Was wollte uns Dieter Nuhr mitgeben? Dass wir aufhören sollen mit dem Umweltschutz, dass die AfD ein Haufen gestörter "Idioten" ist oder dass Religion und Hömöopathie ja schön sind, vorausgesetzt man glaubt an deren Wirken. Der bundesweit erfolgreiche Kabarettist durchschritt im Parforceritt viele Themen, die die Republik derzeit oder in jüngster Vergangenheit bewegen.

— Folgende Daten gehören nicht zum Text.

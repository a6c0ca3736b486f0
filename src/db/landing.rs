//! Append-only landing store
//!
//! The ingestion loader is the only writer. Rows are appended inside a
//! transaction and never mutated afterwards; corrections arrive as new rows
//! and are resolved downstream by the deduplicator.

use super::models::{
    fmt_date, fmt_timestamp, parse_date, parse_timestamp, RawCompanyRecord, RawPriceRecord,
};
use crate::error::Result;
use chrono::{DateTime, Duration, NaiveDate, Utc};
use duckdb::{params, Connection};

/// A validated price row ready to land.
#[derive(Debug, Clone, PartialEq)]
pub struct NewPriceRow {
    pub ticker: String,
    pub trade_date: NaiveDate,
    pub open: f64,
    pub high: f64,
    pub low: f64,
    pub close: f64,
    pub volume: i64,
}

/// A validated company row ready to land.
#[derive(Debug, Clone, PartialEq)]
pub struct NewCompanyRow {
    pub ticker: String,
    pub name: String,
    pub sector: Option<String>,
    pub created_at: DateTime<Utc>,
    pub updated_at: DateTime<Utc>,
}

/// Append validated price rows in one transaction.
///
/// Each row gets `ingested_at = batch_start + row_index µs`, strictly
/// monotonic within the batch so downstream tie-breaks stay deterministic.
pub fn append_prices(
    conn: &mut Connection,
    rows: &[NewPriceRow],
    batch_start: DateTime<Utc>,
) -> Result<usize> {
    let tx = conn.transaction()?;

    let mut stmt = tx.prepare(
        "INSERT INTO raw_prices (ticker, trade_date, open, high, low, close, volume, ingested_at)
         VALUES (?, ?, ?, ?, ?, ?, ?, ?)",
    )?;

    for (i, row) in rows.iter().enumerate() {
        let ingested_at = batch_start + Duration::microseconds(i as i64);
        stmt.execute(params![
            row.ticker,
            fmt_date(row.trade_date),
            row.open,
            row.high,
            row.low,
            row.close,
            row.volume,
            fmt_timestamp(ingested_at),
        ])?;
    }

    drop(stmt);
    tx.commit()?;

    tracing::info!("Landed {} price rows", rows.len());
    Ok(rows.len())
}

/// Append validated company rows in one transaction.
pub fn append_companies(conn: &mut Connection, rows: &[NewCompanyRow]) -> Result<usize> {
    let tx = conn.transaction()?;

    let mut stmt = tx.prepare(
        "INSERT INTO raw_companies (ticker, name, sector, created_at, updated_at)
         VALUES (?, ?, ?, ?, ?)",
    )?;

    for row in rows {
        stmt.execute(params![
            row.ticker,
            row.name,
            row.sector,
            fmt_timestamp(row.created_at),
            fmt_timestamp(row.updated_at),
        ])?;
    }

    drop(stmt);
    tx.commit()?;

    tracing::info!("Landed {} company rows", rows.len());
    Ok(rows.len())
}

/// Load every landing price row in insertion order.
pub fn load_raw_prices(conn: &Connection) -> Result<Vec<RawPriceRecord>> {
    let mut stmt = conn.prepare(
        "SELECT ingest_seq, ticker, CAST(trade_date AS VARCHAR), open, high, low, close, volume,
                CAST(ingested_at AS VARCHAR)
         FROM raw_prices
         ORDER BY ingest_seq",
    )?;

    let rows = stmt
        .query_map([], |row| {
            Ok((
                row.get::<_, i64>(0)?,
                row.get::<_, String>(1)?,
                row.get::<_, Option<String>>(2)?,
                row.get::<_, f64>(3)?,
                row.get::<_, f64>(4)?,
                row.get::<_, f64>(5)?,
                row.get::<_, f64>(6)?,
                row.get::<_, i64>(7)?,
                row.get::<_, String>(8)?,
            ))
        })?
        .collect::<std::result::Result<Vec<_>, _>>()?;

    rows.into_iter()
        .map(
            |(ingest_seq, ticker, trade_date, open, high, low, close, volume, ingested_at)| {
                Ok(RawPriceRecord {
                    ingest_seq,
                    ticker,
                    trade_date: trade_date.map(|s| parse_date(&s)).transpose()?,
                    open,
                    high,
                    low,
                    close,
                    volume,
                    ingested_at: parse_timestamp(&ingested_at)?,
                })
            },
        )
        .collect()
}

/// Load every landing company row in insertion order.
pub fn load_raw_companies(conn: &Connection) -> Result<Vec<RawCompanyRecord>> {
    let mut stmt = conn.prepare(
        "SELECT ingest_seq, ticker, name, sector, CAST(created_at AS VARCHAR),
                CAST(updated_at AS VARCHAR)
         FROM raw_companies
         ORDER BY ingest_seq",
    )?;

    let rows = stmt
        .query_map([], |row| {
            Ok((
                row.get::<_, i64>(0)?,
                row.get::<_, Option<String>>(1)?,
                row.get::<_, Option<String>>(2)?,
                row.get::<_, Option<String>>(3)?,
                row.get::<_, String>(4)?,
                row.get::<_, String>(5)?,
            ))
        })?
        .collect::<std::result::Result<Vec<_>, _>>()?;

    rows.into_iter()
        .map(|(ingest_seq, ticker, name, sector, created_at, updated_at)| {
            Ok(RawCompanyRecord {
                ingest_seq,
                ticker,
                name,
                sector,
                created_at: parse_timestamp(&created_at)?,
                updated_at: parse_timestamp(&updated_at)?,
            })
        })
        .collect()
}

/// Landing price row count.
pub fn count_raw_prices(conn: &Connection) -> Result<i64> {
    let count: i64 = conn.query_row("SELECT COUNT(*) FROM raw_prices", [], |row| row.get(0))?;
    Ok(count)
}

/// Landing company row count.
pub fn count_raw_companies(conn: &Connection) -> Result<i64> {
    let count: i64 = conn.query_row("SELECT COUNT(*) FROM raw_companies", [], |row| row.get(0))?;
    Ok(count)
}
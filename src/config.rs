//! Environment-driven configuration
//!
//! All knobs come from the environment (a `.env` file is honored via
//! `dotenvy` in `main`). CLI flags override individual fields where the
//! subcommand exposes them.

use crate::error::{AppError, Result};
use std::path::PathBuf;
use std::str::FromStr;

/// Engine used to collapse duplicate (ticker, trade_date) rows.
#[derive(Debug, Clone, Copy, PartialEq, Eq)]
pub enum DedupMode {
    /// Group-and-rank runs inside the store via the `clean_prices`
    /// window-function view. Default; scales without loading the raw
    /// table into process memory.
    Pushdown,
    /// Streaming group-by in process memory, partitioned by ticker.
    /// Fallback for stores without window-function support.
    InMemory,
}

impl FromStr for DedupMode {
    type Err = AppError;

    fn from_str(s: &str) -> Result<Self> {
        match s.trim().to_ascii_lowercase().as_str() {
            "pushdown" => Ok(DedupMode::Pushdown),
            "memory" | "in-memory" => Ok(DedupMode::InMemory),
            other => Err(AppError::Config(format!(
                "Invalid PRICEMART_DEDUP value '{}' (expected 'pushdown' or 'memory')",
                other
            ))),
        }
    }
}

/// Pipeline configuration
#[derive(Debug, Clone)]
pub struct Config {
    /// Path to the DuckDB warehouse file.
    pub database_path: PathBuf,

    /// Dedup engine selection.
    pub dedup_mode: DedupMode,

    /// Alpha Vantage API key, required only for `--fetch` ingestion.
    pub alpha_vantage_key: Option<String>,
}

impl Config {
    /// Build configuration from the process environment.
    pub fn from_env() -> Result<Self> {
        let database_path = std::env::var("PRICEMART_DB")
            .unwrap_or_else(|_| "pricemart.duckdb".to_string())
            .into();

        let dedup_mode = match std::env::var("PRICEMART_DEDUP") {
            Ok(value) => value.parse()?,
            Err(_) => DedupMode::Pushdown,
        };

        let alpha_vantage_key = std::env::var("ALPHAVANTAGE_API_KEY")
            .ok()
            .filter(|k| !k.trim().is_empty());

        Ok(Self {
            database_path,
            dedup_mode,
            alpha_vantage_key,
        })
    }
}

#[cfg(test)]
mod tests {
    use super::*;

    #[test]
    fn test_dedup_mode_parsing() {
        assert_eq!("pushdown".parse::<DedupMode>().unwrap(), DedupMode::Pushdown);
        assert_eq!("memory".parse::<DedupMode>().unwrap(), DedupMode::InMemory);
        assert_eq!("In-Memory".parse::<DedupMode>().unwrap(), DedupMode::InMemory);
        assert!("streaming".parse::<DedupMode>().is_err());
    }
}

Feinstaub, beziehungsweise Stickoxid, sei eine hochgeschaukelte Idee der Deutschen Umwelthilfe, eines Vereins "mit wenigen Mitgliedern, aber gesponsert von der Autoindustrie, die auf Hybrid setzt". Die explodierenden Kosten des Bahnhofs Stuttgart 21 seien allein auf die Umsiedlung von Salamandern zurückzuführen, aus denen man besser, so Nuhr, "Handtaschen" gemacht hätte. Und die Eltern von heute, seien so darauf bedacht, ihre vielfach "fetten Kinder" zu beschützen, dass diese gar nicht mehr die Gelegenheit hätten, selbstständig zu werden, sondern das Schicksal hätten, einfach nur blöd zu werden. Lieblings-Angriffsziel für Nuhr waren aber die "Deppen" von der AfD, denen man am Besten eine Burka mit Schallschutz überstülpen sollte, Beatrix von Storch sei einfach eine Nachahmung von Goebbels.

 

Kritik an den Medien

Auch die Medien bekamen ihr Fett weg: "Der Spiegel ist eine Papier gewordene Depression", so Nuhr. Am schlimmsten seien aber die "Irren und Trottel", die die sozialen Netzwerke für sich entdeckt hätten und zu allem und jedem meist idiotische Kommentare ablieferten. "Früher hatten Idioten genau einen Follower, nämlich den Wirt der Kneipe, in der sie einsam abends ihr Bier tranken". Heute ersaufe man dagegen in hohlen Kommentaren, Bildern einer grauenhaften Welt und Videos von allem und jedem.

Die ewige Nörgelei der Deutschen hat Nuhr satt. "Die Unzufriedenheit in diesem Land geht mir auf den Sack", so der 57-Jährige. Seine Generation sei die erste in Deutschland, die ohne Krieg aufwachse, der Rhein sei früher dreckig gewesen und auch die Luft schlechter. Aber das merke ja längst keiner mehr, weil ständig eine Hysterie die nächste jage und wir längst das Staunen verlernt hätten.

Insgesamt blieb Nuhr an diesem kurzweiligen Abend aber auffallend zahm. Offenbar muss er Themen finden, die jeden irgendwie ansprechen, aber niemand so richtig vergrätzen, immer wieder gewürzt mit anzüglichen Witzen zum Auflockern. Einzige Ausnahme blieben AfD-Anhänger und der militante Islamismus, der Frauen den Schleier aufdrücke und Mädchen verbiete, sich ihren Partner selbst auszusuchen. Zum Schluss rief Dieter Nuhr dazu auf, die Zukunft zu gestalten, anstatt sie immer nur verhindern zu wollen. "Die Frage ist: kommt die Zukunft mit oder ohne uns?", damit entließ er das Publikum.